Each line of the records below that holds "Duration" should be copied out.

------ Material to process ------

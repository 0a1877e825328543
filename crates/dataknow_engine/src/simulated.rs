//! In-process stand-in for the analysis service.
//!
//! Jobs finish after a fixed processing delay with templated summaries, and the
//! consolidated artifact is a plain-text rendering of those summaries.

use std::collections::HashMap;
use std::fmt::Write as _;
use std::sync::atomic::{AtomicU64, Ordering};
use std::sync::Mutex;
use std::time::Duration;

use bytes::Bytes;
use dataknow_logging::dk_debug;
use tokio::time::Instant;

use crate::{
    AnalysisRequest, AnalysisService, ArtifactRef, DocumentPayload, FailureKind, JobHandle,
    RemoteStatus, ServiceError, StatusReport, SummarizedDocument,
};

/// Name of the consolidated artifact every simulated job produces.
pub const CONSOLIDATED_ARTIFACT: &str = "documento-consolidado.pdf";

#[derive(Debug, Clone, Copy)]
pub struct SimulationSettings {
    pub processing_delay: Duration,
    pub generation_delay: Duration,
}

impl Default for SimulationSettings {
    fn default() -> Self {
        Self {
            processing_delay: Duration::from_secs(4),
            generation_delay: Duration::from_secs(3),
        }
    }
}

#[derive(Debug)]
struct SimulatedJob {
    ready_at: Instant,
    request: AnalysisRequest,
}

#[derive(Debug, Default)]
pub struct SimulatedAnalysisService {
    settings: SimulationSettings,
    next_id: AtomicU64,
    jobs: Mutex<HashMap<JobHandle, SimulatedJob>>,
    artifacts: Mutex<HashMap<ArtifactRef, String>>,
}

impl SimulatedAnalysisService {
    pub fn new(settings: SimulationSettings) -> Self {
        Self {
            settings,
            ..Self::default()
        }
    }

    fn next_id(&self) -> u64 {
        self.next_id.fetch_add(1, Ordering::Relaxed) + 1
    }

    fn store_artifact(&self, artifact: &ArtifactRef, content: String) {
        if let Ok(mut artifacts) = self.artifacts.lock() {
            artifacts.insert(artifact.clone(), content);
        }
    }
}

#[async_trait::async_trait]
impl AnalysisService for SimulatedAnalysisService {
    async fn start_analysis(&self, request: &AnalysisRequest) -> Result<JobHandle, ServiceError> {
        let job = JobHandle(format!("sim-{}", self.next_id()));
        let entry = SimulatedJob {
            ready_at: Instant::now() + self.settings.processing_delay,
            request: request.clone(),
        };
        self.jobs
            .lock()
            .map_err(|_| ServiceError::new(FailureKind::Network, "simulator state poisoned"))?
            .insert(job.clone(), entry);
        dk_debug!("Simulated job {} accepted {} document(s)", job, request.documents.len());
        Ok(job)
    }

    async fn job_status(&self, job: &JobHandle) -> Result<StatusReport, ServiceError> {
        let request = {
            let mut jobs = self
                .jobs
                .lock()
                .map_err(|_| ServiceError::new(FailureKind::Network, "simulator state poisoned"))?;
            let entry = jobs
                .get(job)
                .ok_or_else(|| ServiceError::new(FailureKind::NotFound, format!("job {job}")))?;
            if Instant::now() < entry.ready_at {
                return Ok(StatusReport {
                    status: RemoteStatus::Processing,
                    ..StatusReport::default()
                });
            }
            // Completion is reported once; the artifact outlives the job.
            jobs.remove(job).map(|entry| entry.request)
        }
        .ok_or_else(|| ServiceError::new(FailureKind::NotFound, format!("job {job}")))?;

        let documents: Vec<SummarizedDocument> = request
            .documents
            .iter()
            .map(|doc| SummarizedDocument {
                id: doc.id,
                summary: summary_for(doc, &request.language),
            })
            .collect();
        let artifact = ArtifactRef(CONSOLIDATED_ARTIFACT.to_string());
        self.store_artifact(&artifact, consolidated_report(&request, &documents));
        Ok(StatusReport {
            status: RemoteStatus::Completed,
            documents,
            artifact_ref: Some(artifact),
            error: None,
        })
    }

    async fn generate_custom(&self, prompt: &str) -> Result<ArtifactRef, ServiceError> {
        tokio::time::sleep(self.settings.generation_delay).await;
        let artifact = ArtifactRef(format!("custom-analysis-{}.pdf", self.next_id()));
        self.store_artifact(&artifact, format!("Custom analysis\n\nPrompt: {prompt}\n"));
        Ok(artifact)
    }

    async fn fetch_artifact(&self, artifact: &ArtifactRef) -> Result<Bytes, ServiceError> {
        let artifacts = self
            .artifacts
            .lock()
            .map_err(|_| ServiceError::new(FailureKind::Network, "simulator state poisoned"))?;
        artifacts
            .get(artifact)
            .map(|content| Bytes::from(content.clone().into_bytes()))
            .ok_or_else(|| ServiceError::new(FailureKind::NotFound, format!("artifact {artifact}")))
    }
}

fn summary_for(doc: &DocumentPayload, language: &str) -> String {
    if language == "es" {
        let category = if doc.category == "scientific" {
            "científico"
        } else {
            "general"
        };
        format!(
            "Resumen generado por IA para {}. Este documento {} ha sido procesado mediante \
             algoritmos de IA avanzada, extrayendo insights clave y patrones relevantes.",
            doc.name, category
        )
    } else {
        format!(
            "AI-generated summary for {}. This {} document has been processed using advanced \
             AI algorithms, extracting key insights and relevant patterns.",
            doc.name, doc.category
        )
    }
}

fn consolidated_report(request: &AnalysisRequest, documents: &[SummarizedDocument]) -> String {
    let mut report = String::from("Consolidated analysis\n");
    for (payload, summarized) in request.documents.iter().zip(documents) {
        let _ = write!(
            report,
            "\n## {} ({}, {})\n{}\n",
            payload.name, payload.category, payload.size_label, summarized.summary
        );
    }
    report
}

------

Exercise answer:
use std::time::Duration;
    pub processing_delay: Duration,
    pub generation_delay: Duration,
            processing_delay: Duration::from_secs(4),
            generation_delay: Duration::from_secs(3),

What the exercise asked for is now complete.